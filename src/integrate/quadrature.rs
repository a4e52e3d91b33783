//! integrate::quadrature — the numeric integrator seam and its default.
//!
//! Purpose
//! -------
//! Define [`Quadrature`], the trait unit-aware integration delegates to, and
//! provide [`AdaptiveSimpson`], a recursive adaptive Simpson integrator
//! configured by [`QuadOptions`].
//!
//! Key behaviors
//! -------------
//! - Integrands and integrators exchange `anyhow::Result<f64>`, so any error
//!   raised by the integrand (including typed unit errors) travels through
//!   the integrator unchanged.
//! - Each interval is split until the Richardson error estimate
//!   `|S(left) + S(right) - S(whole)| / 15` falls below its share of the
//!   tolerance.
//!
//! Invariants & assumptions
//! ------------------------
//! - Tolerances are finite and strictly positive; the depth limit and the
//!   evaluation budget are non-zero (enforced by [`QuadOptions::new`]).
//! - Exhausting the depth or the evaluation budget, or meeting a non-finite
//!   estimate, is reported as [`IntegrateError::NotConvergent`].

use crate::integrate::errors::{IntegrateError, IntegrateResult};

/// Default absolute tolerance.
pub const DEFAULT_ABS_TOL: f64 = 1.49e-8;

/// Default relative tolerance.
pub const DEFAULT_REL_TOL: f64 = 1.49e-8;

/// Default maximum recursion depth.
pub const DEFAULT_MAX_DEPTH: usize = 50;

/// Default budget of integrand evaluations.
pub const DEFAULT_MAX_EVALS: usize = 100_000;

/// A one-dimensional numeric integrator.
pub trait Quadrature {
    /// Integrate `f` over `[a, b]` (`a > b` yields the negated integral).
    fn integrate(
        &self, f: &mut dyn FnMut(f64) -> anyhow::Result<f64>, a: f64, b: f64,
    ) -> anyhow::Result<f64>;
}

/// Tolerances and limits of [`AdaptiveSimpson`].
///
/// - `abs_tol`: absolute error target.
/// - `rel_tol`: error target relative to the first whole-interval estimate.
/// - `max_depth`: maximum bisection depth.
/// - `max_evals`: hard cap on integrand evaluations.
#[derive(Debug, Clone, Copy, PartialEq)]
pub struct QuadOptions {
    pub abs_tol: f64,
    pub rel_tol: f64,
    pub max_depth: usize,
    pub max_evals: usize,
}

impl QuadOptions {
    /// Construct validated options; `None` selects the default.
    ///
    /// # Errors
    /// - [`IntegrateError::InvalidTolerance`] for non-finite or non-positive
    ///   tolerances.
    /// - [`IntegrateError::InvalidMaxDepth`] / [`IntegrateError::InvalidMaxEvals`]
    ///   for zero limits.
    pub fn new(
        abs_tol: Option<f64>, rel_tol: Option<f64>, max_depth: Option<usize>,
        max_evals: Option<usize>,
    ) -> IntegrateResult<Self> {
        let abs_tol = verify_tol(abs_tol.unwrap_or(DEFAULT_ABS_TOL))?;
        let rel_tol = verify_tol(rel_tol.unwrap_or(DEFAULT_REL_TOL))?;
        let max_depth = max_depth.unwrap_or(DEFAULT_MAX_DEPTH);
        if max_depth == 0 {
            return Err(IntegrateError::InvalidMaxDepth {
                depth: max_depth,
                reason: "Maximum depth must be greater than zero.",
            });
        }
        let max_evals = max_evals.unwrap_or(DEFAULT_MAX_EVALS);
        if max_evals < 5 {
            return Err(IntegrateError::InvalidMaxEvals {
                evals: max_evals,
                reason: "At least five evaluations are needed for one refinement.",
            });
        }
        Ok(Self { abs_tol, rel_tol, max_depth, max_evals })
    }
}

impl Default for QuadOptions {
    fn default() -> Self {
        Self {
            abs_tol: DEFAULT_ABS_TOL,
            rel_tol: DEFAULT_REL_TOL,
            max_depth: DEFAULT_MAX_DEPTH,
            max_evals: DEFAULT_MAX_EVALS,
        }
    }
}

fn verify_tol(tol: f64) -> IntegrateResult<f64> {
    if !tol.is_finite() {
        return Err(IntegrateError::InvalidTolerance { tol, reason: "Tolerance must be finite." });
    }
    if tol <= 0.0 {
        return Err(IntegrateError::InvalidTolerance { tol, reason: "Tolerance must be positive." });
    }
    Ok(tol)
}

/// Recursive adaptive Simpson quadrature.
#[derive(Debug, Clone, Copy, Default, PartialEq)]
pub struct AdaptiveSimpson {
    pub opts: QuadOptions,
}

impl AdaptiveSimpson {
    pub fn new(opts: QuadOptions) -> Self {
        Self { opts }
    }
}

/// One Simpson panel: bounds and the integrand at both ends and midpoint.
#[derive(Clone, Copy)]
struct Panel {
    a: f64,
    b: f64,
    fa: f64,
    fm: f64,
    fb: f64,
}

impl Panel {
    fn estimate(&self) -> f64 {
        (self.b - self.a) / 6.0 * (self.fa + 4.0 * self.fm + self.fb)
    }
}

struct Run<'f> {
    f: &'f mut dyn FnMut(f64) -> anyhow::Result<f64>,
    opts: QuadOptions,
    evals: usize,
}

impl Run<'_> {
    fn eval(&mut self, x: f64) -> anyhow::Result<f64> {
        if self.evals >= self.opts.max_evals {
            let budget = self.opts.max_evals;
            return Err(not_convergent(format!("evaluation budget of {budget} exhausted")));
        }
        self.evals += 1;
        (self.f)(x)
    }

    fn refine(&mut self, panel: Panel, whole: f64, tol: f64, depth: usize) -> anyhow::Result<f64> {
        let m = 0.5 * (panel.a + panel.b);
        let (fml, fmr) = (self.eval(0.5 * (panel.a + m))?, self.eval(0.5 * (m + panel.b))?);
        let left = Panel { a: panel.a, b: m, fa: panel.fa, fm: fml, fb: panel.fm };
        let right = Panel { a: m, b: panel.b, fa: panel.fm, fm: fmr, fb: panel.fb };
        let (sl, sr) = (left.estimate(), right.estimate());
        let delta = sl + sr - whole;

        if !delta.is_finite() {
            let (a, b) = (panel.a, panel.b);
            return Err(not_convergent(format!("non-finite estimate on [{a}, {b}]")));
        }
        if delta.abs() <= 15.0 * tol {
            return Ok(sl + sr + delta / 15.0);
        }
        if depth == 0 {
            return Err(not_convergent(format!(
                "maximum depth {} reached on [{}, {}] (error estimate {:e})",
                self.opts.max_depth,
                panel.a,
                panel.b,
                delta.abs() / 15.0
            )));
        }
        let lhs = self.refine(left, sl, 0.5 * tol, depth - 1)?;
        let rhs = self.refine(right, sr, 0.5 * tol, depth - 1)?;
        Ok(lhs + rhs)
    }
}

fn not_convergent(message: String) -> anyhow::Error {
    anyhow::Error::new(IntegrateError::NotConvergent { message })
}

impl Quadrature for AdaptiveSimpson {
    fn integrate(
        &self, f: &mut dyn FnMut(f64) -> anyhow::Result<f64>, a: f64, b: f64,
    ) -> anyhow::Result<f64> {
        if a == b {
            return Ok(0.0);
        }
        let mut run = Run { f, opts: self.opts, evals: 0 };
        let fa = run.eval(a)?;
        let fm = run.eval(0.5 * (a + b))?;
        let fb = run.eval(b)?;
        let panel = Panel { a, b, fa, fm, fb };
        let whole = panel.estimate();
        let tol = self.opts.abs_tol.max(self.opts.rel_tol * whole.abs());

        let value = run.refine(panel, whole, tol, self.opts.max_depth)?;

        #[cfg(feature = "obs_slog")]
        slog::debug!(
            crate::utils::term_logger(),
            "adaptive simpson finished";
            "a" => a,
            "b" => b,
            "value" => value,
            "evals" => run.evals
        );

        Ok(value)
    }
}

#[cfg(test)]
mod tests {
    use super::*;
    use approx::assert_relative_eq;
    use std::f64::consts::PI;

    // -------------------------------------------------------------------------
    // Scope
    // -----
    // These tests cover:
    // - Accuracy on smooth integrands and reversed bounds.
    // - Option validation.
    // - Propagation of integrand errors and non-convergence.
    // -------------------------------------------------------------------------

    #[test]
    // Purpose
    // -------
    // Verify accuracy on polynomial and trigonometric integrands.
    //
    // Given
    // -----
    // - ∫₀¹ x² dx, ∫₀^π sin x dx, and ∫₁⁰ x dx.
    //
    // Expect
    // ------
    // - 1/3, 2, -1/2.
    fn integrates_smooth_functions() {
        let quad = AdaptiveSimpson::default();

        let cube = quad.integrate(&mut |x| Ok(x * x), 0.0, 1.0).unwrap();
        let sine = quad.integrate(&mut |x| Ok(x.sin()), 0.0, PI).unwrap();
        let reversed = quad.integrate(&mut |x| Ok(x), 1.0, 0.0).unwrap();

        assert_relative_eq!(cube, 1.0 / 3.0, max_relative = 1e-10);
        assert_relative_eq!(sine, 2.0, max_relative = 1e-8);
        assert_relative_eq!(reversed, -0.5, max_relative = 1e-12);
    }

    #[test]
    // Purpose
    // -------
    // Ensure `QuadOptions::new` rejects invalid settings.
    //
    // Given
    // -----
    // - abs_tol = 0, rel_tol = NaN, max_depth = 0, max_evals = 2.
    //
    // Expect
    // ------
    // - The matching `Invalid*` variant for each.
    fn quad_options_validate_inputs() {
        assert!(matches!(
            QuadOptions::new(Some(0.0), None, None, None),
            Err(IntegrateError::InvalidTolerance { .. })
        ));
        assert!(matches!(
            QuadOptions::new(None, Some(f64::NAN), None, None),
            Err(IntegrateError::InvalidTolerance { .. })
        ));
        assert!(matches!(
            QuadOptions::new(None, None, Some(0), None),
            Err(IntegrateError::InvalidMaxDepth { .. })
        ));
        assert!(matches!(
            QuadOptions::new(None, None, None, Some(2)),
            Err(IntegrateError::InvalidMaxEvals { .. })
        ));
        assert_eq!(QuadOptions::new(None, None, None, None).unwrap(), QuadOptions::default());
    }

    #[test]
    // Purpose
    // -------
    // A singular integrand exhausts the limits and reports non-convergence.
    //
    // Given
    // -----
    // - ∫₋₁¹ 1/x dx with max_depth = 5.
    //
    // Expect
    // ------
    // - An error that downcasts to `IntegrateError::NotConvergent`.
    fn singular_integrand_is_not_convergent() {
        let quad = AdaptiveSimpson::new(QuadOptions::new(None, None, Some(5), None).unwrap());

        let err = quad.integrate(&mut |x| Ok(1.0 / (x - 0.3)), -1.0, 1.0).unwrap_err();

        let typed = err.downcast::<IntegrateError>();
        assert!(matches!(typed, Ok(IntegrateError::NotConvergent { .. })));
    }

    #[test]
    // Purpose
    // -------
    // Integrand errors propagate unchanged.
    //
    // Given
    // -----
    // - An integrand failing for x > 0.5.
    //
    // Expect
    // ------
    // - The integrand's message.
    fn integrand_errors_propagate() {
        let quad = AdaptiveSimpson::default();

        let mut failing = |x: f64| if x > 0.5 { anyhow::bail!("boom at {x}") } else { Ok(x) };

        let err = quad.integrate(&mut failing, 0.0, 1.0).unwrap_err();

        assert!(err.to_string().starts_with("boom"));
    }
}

WHAT IS EXPECTED:
Beginning with the line containing "share of the" in the material above, copy every line exactly until you have copied the line containing "estimate, is reported".

REPLY:
//!   `|S(left) + S(right) - S(whole)| / 15` falls below its share of the
//!   tolerance.
//!
//! Invariants & assumptions
//! ------------------------
//! - Tolerances are finite and strictly positive; the depth limit and the
//!   evaluation budget are non-zero (enforced by [`QuadOptions::new`]).
//! - Exhausting the depth or the evaluation budget, or meeting a non-finite
//!   estimate, is reported as [`IntegrateError::NotConvergent`].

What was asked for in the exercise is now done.